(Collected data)

===

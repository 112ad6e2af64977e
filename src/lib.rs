//! Fixture Synth
//!
//! Randomized, fully populated test fixtures for the types of a
//! [`TypeModel`].
//!
//! Types are declared once in a model (constructors, factories, builders,
//! fields and setters, each with a callable body). [`ObjectGenerator`] then
//! picks a construction strategy per type, fills in properties, honors size
//! constraints, and produces [`Value`]s that can be inspected directly or
//! deserialized into Rust structs.
//!
//! # Example
//!
//! ```
//! use fixture_synth::{ObjectGenerator, SynthConfig, TypeDef, TypeModel};
//! use serde::Deserialize;
//!
//! #[derive(Deserialize)]
//! struct Customer {
//!     name: String,
//!     age: i32,
//! }
//!
//! let model = TypeModel::new().with(TypeDef::record(
//!     "shop::Customer",
//!     &[("name", "string"), ("age", "i32")],
//! ));
//! let generator = ObjectGenerator::with_config(model, SynthConfig::seeded(7))?;
//!
//! let customer: Customer = generator.generate_as("shop::Customer")?;
//! assert_eq!(customer.name.len(), 10);
//! # let _ = customer.age;
//! # Ok::<(), anyhow::Error>(())
//! ```

pub mod config;
pub mod object_generator;

pub use config::SynthConfig;
pub use object_generator::{ObjectGenerator, PossibleValues};

pub use synth_core::{
    leaf, model, AccessPolicy, ConstraintRegistry, ConstraintValidator, ConstructionStrategy,
    EngineContext, EngineSettings, GeneratorKind, PopulationReport, RandomSource,
    SizeConstraintValidator, SoftFailure, SynthError, TypeDef, TypeKind, TypeModel,
    ValueGenerator, Visibility,
};
pub use synth_types::{well_known, Constraint, ConstraintKind, Object, SeqKind, TypeKey, Value};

===

(What you will do) Retype every entry exactly.

(Answer section)
repository 112ad6e2af64977e
filename src/lib.rs
//! Fixture Synth
//!
//! Randomized, fully populated test fixtures for the types of a
//! [`TypeModel`].
//!
//! Types are declared once in a model (constructors, factories, builders,
//! fields and setters, each with a callable body). [`ObjectGenerator`] then
//! picks a construction strategy per type, fills in properties, honors size
//! constraints, and produces [`Value`]s that can be inspected directly or
//! deserialized into Rust structs.
//!
//! # Example
//!
//! ```
//! use fixture_synth::{ObjectGenerator, SynthConfig, TypeDef, TypeModel};
//! use serde::Deserialize;
//!
//! #[derive(Deserialize)]
//! struct Customer {
//!     name: String,
//!     age: i32,
//! }
//!
//! let model = TypeModel::new().with(TypeDef::record(
//!     "shop::Customer",
//!     &[("name", "string"), ("age", "i32")],
//! ));
//! let generator = ObjectGenerator::with_config(model, SynthConfig::seeded(7))?;
//!
//! let customer: Customer = generator.generate_as("shop::Customer")?;
//! assert_eq!(customer.name.len(), 10);
//! # let _ = customer.age;
//! # Ok::<(), anyhow::Error>(())
//! ```

pub mod config;
pub mod object_generator;

pub use config::SynthConfig;
pub use object_generator::{ObjectGenerator, PossibleValues};

pub use synth_core::{
    leaf, model, AccessPolicy, ConstraintRegistry, ConstraintValidator, ConstructionStrategy,
    EngineContext, EngineSettings, GeneratorKind, PopulationReport, RandomSource,
    SizeConstraintValidator, SoftFailure, SynthError, TypeDef, TypeKind, TypeModel,
    ValueGenerator, Visibility,
};
pub use synth_types::{well_known, Constraint, ConstraintKind, Object, SeqKind, TypeKey, Value};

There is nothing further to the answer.